EXERCISE OBJECTIVE: Could you copy every record below exactly as it stands?

..............................

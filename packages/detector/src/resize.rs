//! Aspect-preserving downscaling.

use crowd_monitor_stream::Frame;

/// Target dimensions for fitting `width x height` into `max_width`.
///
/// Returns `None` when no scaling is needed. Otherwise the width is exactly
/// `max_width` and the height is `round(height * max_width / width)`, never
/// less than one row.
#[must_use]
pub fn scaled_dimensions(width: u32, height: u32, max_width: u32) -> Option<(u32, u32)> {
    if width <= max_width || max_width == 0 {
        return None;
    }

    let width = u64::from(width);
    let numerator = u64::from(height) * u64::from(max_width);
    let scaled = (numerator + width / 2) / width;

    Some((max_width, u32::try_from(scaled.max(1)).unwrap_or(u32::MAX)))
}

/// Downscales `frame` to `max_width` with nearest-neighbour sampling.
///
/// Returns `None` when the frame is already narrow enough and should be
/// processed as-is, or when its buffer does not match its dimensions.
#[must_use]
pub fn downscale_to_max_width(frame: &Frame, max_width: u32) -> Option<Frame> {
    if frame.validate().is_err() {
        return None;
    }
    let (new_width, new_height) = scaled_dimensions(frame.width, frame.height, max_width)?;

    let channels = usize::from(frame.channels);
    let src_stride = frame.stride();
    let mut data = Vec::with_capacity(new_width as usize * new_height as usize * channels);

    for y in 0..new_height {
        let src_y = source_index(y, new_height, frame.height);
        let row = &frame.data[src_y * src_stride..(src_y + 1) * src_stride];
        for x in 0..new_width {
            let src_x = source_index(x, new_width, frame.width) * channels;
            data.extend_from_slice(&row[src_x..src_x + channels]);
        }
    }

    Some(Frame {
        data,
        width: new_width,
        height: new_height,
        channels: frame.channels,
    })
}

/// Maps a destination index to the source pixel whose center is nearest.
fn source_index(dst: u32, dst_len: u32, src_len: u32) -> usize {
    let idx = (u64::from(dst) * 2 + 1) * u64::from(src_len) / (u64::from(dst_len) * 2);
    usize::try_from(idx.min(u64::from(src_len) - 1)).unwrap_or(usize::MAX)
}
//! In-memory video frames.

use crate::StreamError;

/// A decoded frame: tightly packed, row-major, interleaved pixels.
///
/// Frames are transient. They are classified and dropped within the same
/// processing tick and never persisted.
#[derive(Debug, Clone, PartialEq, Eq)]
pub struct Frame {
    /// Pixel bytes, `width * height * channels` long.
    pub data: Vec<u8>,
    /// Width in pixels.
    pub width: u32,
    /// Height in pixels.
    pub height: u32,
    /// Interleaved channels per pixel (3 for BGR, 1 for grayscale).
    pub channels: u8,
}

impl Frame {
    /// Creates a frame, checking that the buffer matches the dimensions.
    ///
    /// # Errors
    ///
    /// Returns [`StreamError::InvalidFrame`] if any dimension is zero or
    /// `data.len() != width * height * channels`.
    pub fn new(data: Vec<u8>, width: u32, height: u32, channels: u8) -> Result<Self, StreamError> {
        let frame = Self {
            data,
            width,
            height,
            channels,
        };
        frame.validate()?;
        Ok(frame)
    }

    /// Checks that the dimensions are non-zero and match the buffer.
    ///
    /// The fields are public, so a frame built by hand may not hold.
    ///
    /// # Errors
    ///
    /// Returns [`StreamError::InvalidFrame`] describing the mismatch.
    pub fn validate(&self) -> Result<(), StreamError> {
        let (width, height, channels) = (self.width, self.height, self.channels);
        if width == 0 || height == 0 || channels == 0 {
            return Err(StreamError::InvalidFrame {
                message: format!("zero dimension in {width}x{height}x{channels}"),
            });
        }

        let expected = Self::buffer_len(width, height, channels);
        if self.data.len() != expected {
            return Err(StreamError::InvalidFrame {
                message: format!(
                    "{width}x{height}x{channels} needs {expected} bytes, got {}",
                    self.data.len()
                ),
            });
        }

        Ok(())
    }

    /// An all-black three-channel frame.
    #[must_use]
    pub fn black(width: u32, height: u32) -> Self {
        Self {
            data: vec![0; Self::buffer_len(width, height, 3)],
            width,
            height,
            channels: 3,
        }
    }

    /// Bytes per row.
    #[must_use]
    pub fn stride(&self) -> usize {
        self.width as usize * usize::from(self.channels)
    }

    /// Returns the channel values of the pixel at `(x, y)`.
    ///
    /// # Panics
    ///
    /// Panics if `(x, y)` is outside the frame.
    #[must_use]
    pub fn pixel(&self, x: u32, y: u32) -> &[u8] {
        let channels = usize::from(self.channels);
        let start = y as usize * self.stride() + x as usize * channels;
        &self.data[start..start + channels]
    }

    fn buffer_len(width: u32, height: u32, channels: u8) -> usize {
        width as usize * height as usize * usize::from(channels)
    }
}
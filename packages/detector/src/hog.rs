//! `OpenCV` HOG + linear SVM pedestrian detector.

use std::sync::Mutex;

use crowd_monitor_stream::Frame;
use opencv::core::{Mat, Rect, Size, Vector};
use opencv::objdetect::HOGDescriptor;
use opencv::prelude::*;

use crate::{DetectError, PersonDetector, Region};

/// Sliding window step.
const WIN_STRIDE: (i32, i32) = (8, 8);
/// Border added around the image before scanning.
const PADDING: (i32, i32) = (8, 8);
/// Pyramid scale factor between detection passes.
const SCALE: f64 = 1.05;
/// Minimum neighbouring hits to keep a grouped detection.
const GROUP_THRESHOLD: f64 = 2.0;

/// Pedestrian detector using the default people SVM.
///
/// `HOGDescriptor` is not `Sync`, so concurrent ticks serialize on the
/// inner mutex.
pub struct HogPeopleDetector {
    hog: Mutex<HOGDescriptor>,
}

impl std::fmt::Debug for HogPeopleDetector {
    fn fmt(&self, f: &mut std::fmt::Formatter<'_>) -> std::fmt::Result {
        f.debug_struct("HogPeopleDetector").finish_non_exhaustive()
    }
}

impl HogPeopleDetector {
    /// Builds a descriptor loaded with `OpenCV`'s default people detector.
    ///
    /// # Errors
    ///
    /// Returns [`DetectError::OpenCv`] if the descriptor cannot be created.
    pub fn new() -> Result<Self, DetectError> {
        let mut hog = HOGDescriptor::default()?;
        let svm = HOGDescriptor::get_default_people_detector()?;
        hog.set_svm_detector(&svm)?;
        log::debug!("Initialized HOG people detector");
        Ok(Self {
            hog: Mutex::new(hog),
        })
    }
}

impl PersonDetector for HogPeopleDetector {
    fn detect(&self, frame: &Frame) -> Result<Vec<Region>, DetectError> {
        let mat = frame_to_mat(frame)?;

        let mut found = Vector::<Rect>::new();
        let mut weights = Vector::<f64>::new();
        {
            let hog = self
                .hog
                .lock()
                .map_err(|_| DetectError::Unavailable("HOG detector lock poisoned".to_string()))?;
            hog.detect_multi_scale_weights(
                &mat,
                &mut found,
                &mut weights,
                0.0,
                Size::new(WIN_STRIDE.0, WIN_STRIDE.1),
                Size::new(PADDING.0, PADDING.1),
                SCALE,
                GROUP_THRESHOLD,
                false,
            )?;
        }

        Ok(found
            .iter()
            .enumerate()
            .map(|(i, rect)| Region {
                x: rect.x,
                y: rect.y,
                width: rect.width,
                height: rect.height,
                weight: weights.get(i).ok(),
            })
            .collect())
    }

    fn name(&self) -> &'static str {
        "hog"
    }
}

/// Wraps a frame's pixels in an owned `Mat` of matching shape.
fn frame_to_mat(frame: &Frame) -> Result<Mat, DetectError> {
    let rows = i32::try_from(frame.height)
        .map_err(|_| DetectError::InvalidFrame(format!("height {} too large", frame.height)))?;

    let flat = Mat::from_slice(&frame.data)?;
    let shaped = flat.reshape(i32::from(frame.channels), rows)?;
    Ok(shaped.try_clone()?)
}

..............................

EXERCISE SOLUTION:
filename packages/detector/src/resize.rs
//! Aspect-preserving downscaling.

use crowd_monitor_stream::Frame;

/// Target dimensions for fitting `width x height` into `max_width`.
///
/// Returns `None` when no scaling is needed. Otherwise the width is exactly
/// `max_width` and the height is `round(height * max_width / width)`, never
/// less than one row.
#[must_use]
pub fn scaled_dimensions(width: u32, height: u32, max_width: u32) -> Option<(u32, u32)> {
    if width <= max_width || max_width == 0 {
        return None;
    }

    let width = u64::from(width);
    let numerator = u64::from(height) * u64::from(max_width);
    let scaled = (numerator + width / 2) / width;

    Some((max_width, u32::try_from(scaled.max(1)).unwrap_or(u32::MAX)))
}

/// Downscales `frame` to `max_width` with nearest-neighbour sampling.
///
/// Returns `None` when the frame is already narrow enough and should be
/// processed as-is, or when its buffer does not match its dimensions.
#[must_use]
pub fn downscale_to_max_width(frame: &Frame, max_width: u32) -> Option<Frame> {
    if frame.validate().is_err() {
        return None;
    }
    let (new_width, new_height) = scaled_dimensions(frame.width, frame.height, max_width)?;

    let channels = usize::from(frame.channels);
    let src_stride = frame.stride();
    let mut data = Vec::with_capacity(new_width as usize * new_height as usize * channels);

    for y in 0..new_height {
        let src_y = source_index(y, new_height, frame.height);
        let row = &frame.data[src_y * src_stride..(src_y + 1) * src_stride];
        for x in 0..new_width {
            let src_x = source_index(x, new_width, frame.width) * channels;
            data.extend_from_slice(&row[src_x..src_x + channels]);
        }
    }

    Some(Frame {
        data,
        width: new_width,
        height: new_height,
        channels: frame.channels,
    })
}

/// Maps a destination index to the source pixel whose center is nearest.
fn source_index(dst: u32, dst_len: u32, src_len: u32) -> usize {
    let idx = (u64::from(dst) * 2 + 1) * u64::from(src_len) / (u64::from(dst_len) * 2);
    usize::try_from(idx.min(u64::from(src_len) - 1)).unwrap_or(usize::MAX)
}
//! In-memory video frames.

use crate::StreamError;

/// A decoded frame: tightly packed, row-major, interleaved pixels.
///
/// Frames are transient. They are classified and dropped within the same
/// processing tick and never persisted.
#[derive(Debug, Clone, PartialEq, Eq)]
pub struct Frame {
    /// Pixel bytes, `width * height * channels` long.
    pub data: Vec<u8>,
    /// Width in pixels.
    pub width: u32,
    /// Height in pixels.
    pub height: u32,
    /// Interleaved channels per pixel (3 for BGR, 1 for grayscale).
    pub channels: u8,
}

impl Frame {
    /// Creates a frame, checking that the buffer matches the dimensions.
    ///
    /// # Errors
    ///
    /// Returns [`StreamError::InvalidFrame`] if any dimension is zero or
    /// `data.len() != width * height * channels`.
    pub fn new(data: Vec<u8>, width: u32, height: u32, channels: u8) -> Result<Self, StreamError> {
        let frame = Self {
            data,
            width,
            height,
            channels,
        };
        frame.validate()?;
        Ok(frame)
    }

    /// Checks that the dimensions are non-zero and match the buffer.
    ///
    /// The fields are public, so a frame built by hand may not hold.
    ///
    /// # Errors
    ///
    /// Returns [`StreamError::InvalidFrame`] describing the mismatch.
    pub fn validate(&self) -> Result<(), StreamError> {
        let (width, height, channels) = (self.width, self.height, self.channels);
        if width == 0 || height == 0 || channels == 0 {
            return Err(StreamError::InvalidFrame {
                message: format!("zero dimension in {width}x{height}x{channels}"),
            });
        }

        let expected = Self::buffer_len(width, height, channels);
        if self.data.len() != expected {
            return Err(StreamError::InvalidFrame {
                message: format!(
                    "{width}x{height}x{channels} needs {expected} bytes, got {}",
                    self.data.len()
                ),
            });
        }

        Ok(())
    }

    /// An all-black three-channel frame.
    #[must_use]
    pub fn black(width: u32, height: u32) -> Self {
        Self {
            data: vec![0; Self::buffer_len(width, height, 3)],
            width,
            height,
            channels: 3,
        }
    }

    /// Bytes per row.
    #[must_use]
    pub fn stride(&self) -> usize {
        self.width as usize * usize::from(self.channels)
    }

    /// Returns the channel values of the pixel at `(x, y)`.
    ///
    /// # Panics
    ///
    /// Panics if `(x, y)` is outside the frame.
    #[must_use]
    pub fn pixel(&self, x: u32, y: u32) -> &[u8] {
        let channels = usize::from(self.channels);
        let start = y as usize * self.stride() + x as usize * channels;
        &self.data[start..start + channels]
    }

    fn buffer_len(width: u32, height: u32, channels: u8) -> usize {
        width as usize * height as usize * usize::from(channels)
    }
}
filename packages/detector/src/hog.rs
//! `OpenCV` HOG + linear SVM pedestrian detector.

use std::sync::Mutex;

use crowd_monitor_stream::Frame;
use opencv::core::{Mat, Rect, Size, Vector};
use opencv::objdetect::HOGDescriptor;
use opencv::prelude::*;

use crate::{DetectError, PersonDetector, Region};

/// Sliding window step.
const WIN_STRIDE: (i32, i32) = (8, 8);
/// Border added around the image before scanning.
const PADDING: (i32, i32) = (8, 8);
/// Pyramid scale factor between detection passes.
const SCALE: f64 = 1.05;
/// Minimum neighbouring hits to keep a grouped detection.
const GROUP_THRESHOLD: f64 = 2.0;

/// Pedestrian detector using the default people SVM.
///
/// `HOGDescriptor` is not `Sync`, so concurrent ticks serialize on the
/// inner mutex.
pub struct HogPeopleDetector {
    hog: Mutex<HOGDescriptor>,
}

impl std::fmt::Debug for HogPeopleDetector {
    fn fmt(&self, f: &mut std::fmt::Formatter<'_>) -> std::fmt::Result {
        f.debug_struct("HogPeopleDetector").finish_non_exhaustive()
    }
}

impl HogPeopleDetector {
    /// Builds a descriptor loaded with `OpenCV`'s default people detector.
    ///
    /// # Errors
    ///
    /// Returns [`DetectError::OpenCv`] if the descriptor cannot be created.
    pub fn new() -> Result<Self, DetectError> {
        let mut hog = HOGDescriptor::default()?;
        let svm = HOGDescriptor::get_default_people_detector()?;
        hog.set_svm_detector(&svm)?;
        log::debug!("Initialized HOG people detector");
        Ok(Self {
            hog: Mutex::new(hog),
        })
    }
}

impl PersonDetector for HogPeopleDetector {
    fn detect(&self, frame: &Frame) -> Result<Vec<Region>, DetectError> {
        let mat = frame_to_mat(frame)?;

        let mut found = Vector::<Rect>::new();
        let mut weights = Vector::<f64>::new();
        {
            let hog = self
                .hog
                .lock()
                .map_err(|_| DetectError::Unavailable("HOG detector lock poisoned".to_string()))?;
            hog.detect_multi_scale_weights(
                &mat,
                &mut found,
                &mut weights,
                0.0,
                Size::new(WIN_STRIDE.0, WIN_STRIDE.1),
                Size::new(PADDING.0, PADDING.1),
                SCALE,
                GROUP_THRESHOLD,
                false,
            )?;
        }

        Ok(found
            .iter()
            .enumerate()
            .map(|(i, rect)| Region {
                x: rect.x,
                y: rect.y,
                width: rect.width,
                height: rect.height,
                weight: weights.get(i).ok(),
            })
            .collect())
    }

    fn name(&self) -> &'static str {
        "hog"
    }
}

/// Wraps a frame's pixels in an owned `Mat` of matching shape.
fn frame_to_mat(frame: &Frame) -> Result<Mat, DetectError> {
    let rows = i32::try_from(frame.height)
        .map_err(|_| DetectError::InvalidFrame(format!("height {} too large", frame.height)))?;

    let flat = Mat::from_slice(&frame.data)?;
    let shaped = flat.reshape(i32::from(frame.channels), rows)?;
    Ok(shaped.try_clone()?)
}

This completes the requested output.